WHat do you you mean by path tyypes?? Is that what they mean by path files? Iow, if I want to shape an outline of a text, wait.

say I have a pool service, they want to advertise their cleaning offer . Just website, toll free phone # and a price. (I am making this up to fit my problem…)

so I want to have a 10 and a half inch wide ad , shaped like a swimming pool in light blueish green background in stead of a rectangle like in a local newspaper. The TEXT of the ad copy would not know that the shape of the colored background was not a garden variety text box or frame, would it? so how come I can’t get this to work?

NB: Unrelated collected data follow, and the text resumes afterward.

use std::sync::Arc;

use rusqlite::{params, Connection, Row};
use serde::Serialize;

use crate::error::{Error, Result};
use crate::store::{self, Entity, Store};

/// Links an audio Media to its album, performing artist and genre.
/// One row per media; re-parses update the existing row in place so
/// recovery stays idempotent.
#[derive(Debug, Clone, Serialize)]
pub struct AlbumTrack {
    pub id: i64,
    pub media_id: i64,
    pub album_id: i64,
    pub artist_id: Option<i64>,
    pub genre_id: Option<i64>,
    pub track_number: i64,
    pub disc_number: i64,
}

impl Entity for AlbumTrack {
    fn id(&self) -> i64 {
        self.id
    }
}

impl AlbumTrack {
    pub const TABLE: &'static str = "AlbumTrack";
    pub const PRIMARY_KEY: &'static str = "id_track";

    const COLUMNS: &'static str =
        "id_track, media_id, album_id, artist_id, genre_id, track_number, disc_number";

    fn from_row(row: &Row) -> rusqlite::Result<AlbumTrack> {
        Ok(AlbumTrack {
            id: row.get(0)?,
            media_id: row.get(1)?,
            album_id: row.get(2)?,
            artist_id: row.get(3)?,
            genre_id: row.get(4)?,
            track_number: row.get(5)?,
            disc_number: row.get(6)?,
        })
    }

    /// Upsert keyed by the media id. The album counter triggers fire on
    /// both paths and recompute absolutely.
    pub fn upsert_with(
        store: &Store,
        conn: &Connection,
        media_id: i64,
        album_id: i64,
        artist_id: Option<i64>,
        genre_id: Option<i64>,
        track_number: i64,
        disc_number: i64,
    ) -> Result<Arc<AlbumTrack>> {
        let existing: Option<AlbumTrack> = {
            let mut st = conn.prepare_cached(&format!(
                "SELECT {} FROM AlbumTrack WHERE media_id = ?",
                Self::COLUMNS
            ))?;
            let mut rows = st.query([media_id])?;
            match rows.next()? {
                Some(row) => Some(Self::from_row(row)?),
                None => None,
            }
        };

        let id = match existing {
            // Identical content on a replay is a no-op.
            Some(ref track)
                if track.album_id == album_id
                    && track.artist_id == artist_id
                    && track.genre_id == genre_id
                    && track.track_number == track_number
                    && track.disc_number == disc_number =>
            {
                track.id
            }
            Some(track) => {
                Self::check_position_free(
                    conn,
                    media_id,
                    album_id,
                    track_number,
                    disc_number,
                )?;
                // An in-place update would skip the counter triggers;
                // rebuild the aggregates by deleting and re-inserting.
                conn.prepare_cached("DELETE FROM AlbumTrack WHERE id_track = ?")?
                    .execute([track.id])?;
                store::insert(
                    conn,
                    "INSERT INTO AlbumTrack
                        (media_id, album_id, artist_id, genre_id, track_number, disc_number)
                    VALUES (?, ?, ?, ?, ?, ?)",
                    &[
                        &media_id,
                        &album_id,
                        &artist_id,
                        &genre_id,
                        &track_number,
                        &disc_number,
                    ],
                )?
            }
            None => {
                Self::check_position_free(
                    conn,
                    media_id,
                    album_id,
                    track_number,
                    disc_number,
                )?;
                store::insert(
                    conn,
                    "INSERT INTO AlbumTrack
                        (media_id, album_id, artist_id, genre_id, track_number, disc_number)
                    VALUES (?, ?, ?, ?, ?, ?)",
                    &[
                        &media_id,
                        &album_id,
                        &artist_id,
                        &genre_id,
                        &track_number,
                        &disc_number,
                    ],
                )?
            }
        };

        debug!(
            "upsert album track {} media={} album={} track_number={}",
            id, media_id, album_id, track_number
        );

        let track = Arc::new(AlbumTrack {
            id,
            media_id,
            album_id,
            artist_id,
            genre_id,
            track_number,
            disc_number,
        });
        store.caches.album_track.put(id, &track);
        store.caches.album.invalidate(album_id);
        if let Some(artist_id) = artist_id {
            store.caches.artist.invalidate(artist_id);
        }

        Ok(track)
    }

    /// Fully known positions are unique per album; a second media
    /// claiming one is reported before the unique index gets a say, so
    /// the caller sees its documented constraint-violation path rather
    /// than a bare SQLite error.
    fn check_position_free(
        conn: &Connection,
        media_id: i64,
        album_id: i64,
        track_number: i64,
        disc_number: i64,
    ) -> Result<()> {
        if track_number <= 0 || disc_number <= 0 {
            return Ok(());
        }

        let holder: Option<i64> = {
            let mut st = conn.prepare_cached(
                "SELECT media_id FROM AlbumTrack
                WHERE album_id = ? AND disc_number = ? AND track_number = ?
                AND media_id != ?",
            )?;
            let mut rows = st.query(params![album_id, disc_number, track_number, media_id])?;
            match rows.next()? {
                Some(row) => Some(row.get(0)?),
                None => None,
            }
        };

        match holder {
            Some(holder) => {
                warn!(
                    "album {} disc {} track {} is already held by media {}",
                    album_id, disc_number, track_number, holder
                );
                Err(Error::Invariant(format!(
                    "duplicate track position {}/{} on album {}",
                    disc_number, track_number, album_id
                )))
            }
            None => Ok(()),
        }
    }

    pub fn fetch(store: &Store, id: i64) -> Result<Option<Arc<AlbumTrack>>> {
        store::cached_fetch(&store.caches.album_track, id, || {
            let conn = store.reader()?;
            let mut st = conn.prepare_cached(&format!(
                "SELECT {} FROM AlbumTrack WHERE id_track = ?",
                Self::COLUMNS
            ))?;
            let mut rows = st.query([id])?;

            match rows.next()? {
                Some(row) => Ok(Some(Self::from_row(row)?)),
                None => Ok(None),
            }
        })
    }

    pub fn by_media(store: &Store, media_id: i64) -> Result<Option<Arc<AlbumTrack>>> {
        let id: Option<i64> = {
            let conn = store.reader()?;
            let mut st =
                conn.prepare_cached("SELECT id_track FROM AlbumTrack WHERE media_id = ?")?;
            let mut rows = st.query([media_id])?;
            match rows.next()? {
                Some(row) => Some(row.get(0)?),
                None => None,
            }
        };

        match id {
            Some(id) => Self::fetch(store, id),
            None => Ok(None),
        }
    }

    pub fn by_album(store: &Store, album_id: i64) -> Result<Vec<Arc<AlbumTrack>>> {
        let items = {
            let conn = store.reader()?;
            store::fetch_all(
                &conn,
                &format!(
                    "SELECT {} FROM AlbumTrack WHERE album_id = ?
                    ORDER BY disc_number, track_number, id_track",
                    Self::COLUMNS
                ),
                &[&album_id],
                Self::from_row,
            )?
        };
        Ok(store::cache_list(&store.caches.album_track, items))
    }

    /// Distinct performing artists observed across an album's tracks;
    /// drives the Various Artists upgrade.
    pub fn distinct_artists_with(conn: &Connection, album_id: i64) -> Result<Vec<i64>> {
        store::fetch_all(
            conn,
            "SELECT DISTINCT artist_id FROM AlbumTrack
            WHERE album_id = ? AND artist_id IS NOT NULL",
            &[&album_id],
            |row| row.get(0),
        )
    }
}

#[cfg(test)]
mod tests {
    use super::*;
    use crate::album::Album;
    use crate::artist::Artist;
    use crate::media::{Media, MediaType};
    use crate::test_support::{test_media, test_store};

    #[test]
    fn upsert_keeps_one_row_per_media() {
        let (store, _dir) = test_store();
        let media = test_media(&store, MediaType::Audio, "Zebra");
        let artist = Artist::create(&store, "Ratatat").unwrap();

        let album = {
            let conn = store.writer();
            Album::create_with(&store, &conn, "Classics", Some(artist.id)).unwrap()
        };

        for track_number in [3, 4] {
            let conn = store.writer();
            AlbumTrack::upsert_with(
                &store,
                &conn,
                media.id,
                album.id,
                Some(artist.id),
                None,
                track_number,
                1,
            )
            .unwrap();
        }

        let tracks = AlbumTrack::by_album(&store, album.id).unwrap();
        assert_eq!(tracks.len(), 1);
        assert_eq!(tracks[0].track_number, 4);

        let refreshed = Album::fetch(&store, album.id).unwrap().unwrap();
        assert_eq!(refreshed.nb_tracks, 1);
    }

    #[test]
    fn album_aggregates_track_media_duration() {
        let (store, _dir) = test_store();
        let m1 = test_media(&store, MediaType::Audio, "One");
        let m2 = test_media(&store, MediaType::Audio, "Two");

        {
            let conn = store.writer();
            Media::set_duration_with(&store, &conn, m1.id, 100_000).unwrap();
            Media::set_duration_with(&store, &conn, m2.id, 50_000).unwrap();
        }

        let album = {
            let conn = store.writer();
            Album::create_with(&store, &conn, "Mix", None).unwrap()
        };

        {
            let conn = store.writer();
            AlbumTrack::upsert_with(&store, &conn, m1.id, album.id, None, None, 1, 1).unwrap();
            AlbumTrack::upsert_with(&store, &conn, m2.id, album.id, None, None, 2, 1).unwrap();
        }

        let refreshed = Album::fetch(&store, album.id).unwrap().unwrap();
        assert_eq!(refreshed.nb_tracks, 2);
        assert_eq!(refreshed.duration, 150_000);
    }

    #[test]
    fn duplicate_known_positions_are_rejected() {
        let (store, _dir) = test_store();
        let m1 = test_media(&store, MediaType::Audio, "One");
        let m2 = test_media(&store, MediaType::Audio, "Two");
        let album = {
            let conn = store.writer();
            Album::create_with(&store, &conn, "Classics", None).unwrap()
        };

        {
            let conn = store.writer();
            AlbumTrack::upsert_with(&store, &conn, m1.id, album.id, None, None, 3, 1).unwrap();
            assert!(
                AlbumTrack::upsert_with(&store, &conn, m2.id, album.id, None, None, 3, 1)
                    .is_err()
            );
            // Replaying the holder's own position is still a no-op.
            AlbumTrack::upsert_with(&store, &conn, m1.id, album.id, None, None, 3, 1).unwrap();
        }

        // An unknown disc number means the position isn't fully known,
        // so no uniqueness applies.
        let conn = store.writer();
        AlbumTrack::upsert_with(&store, &conn, m2.id, album.id, None, None, 3, 0).unwrap();

        let tracks = AlbumTrack::by_album(&store, album.id).unwrap();
        assert_eq!(tracks.len(), 2);
    }

    #[test]
    fn cascade_from_media_deletion_updates_counters() {
        let (store, _dir) = test_store();
        let media = test_media(&store, MediaType::Audio, "Zebra");
        let artist = Artist::create(&store, "Ratatat").unwrap();
        let album = {
            let conn = store.writer();
            Album::create_with(&store, &conn, "Classics", Some(artist.id)).unwrap()
        };
        {
            let conn = store.writer();
            AlbumTrack::upsert_with(&store, &conn, media.id, album.id, Some(artist.id), None, 3, 1)
                .unwrap();
        }

        {
            let conn = store.writer();
            conn.execute("DELETE FROM Media WHERE id_media = ?", [media.id])
                .unwrap();
        }
        store.caches.clear_all();

        assert!(AlbumTrack::by_media(&store, media.id).unwrap().is_none());
        let refreshed = Album::fetch(&store, album.id).unwrap().unwrap();
        assert_eq!(refreshed.nb_tracks, 0);
        assert_eq!(
            Artist::fetch(&store, artist.id).unwrap().unwrap().nb_tracks,
            0
        );
    }
}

I’m a little older; I had to take computer science for my degree but I don;t understand what the apple geniuses are talking about, and the books don’t tell you how to do what I am trying to do…

best,

will

— On Tue, 7/1/08, Nick email@hidden wrote:

From: Nick email@hidden
Subject: Re: Rotate,scale and reflect origin points and convert to bezier
To: email@hidden
Date: Tuesday, July 1, 2008, 1:40 PM

But, say I wanted to dilate a copy of a circle and keep
it concentric with the original. Can of course be done but

Hold down the option key as you click on a resize handle to
scale about the object’s center instead of the opposite
corner or side. This also works when creating several path
types (e.g., rectangles and ovals).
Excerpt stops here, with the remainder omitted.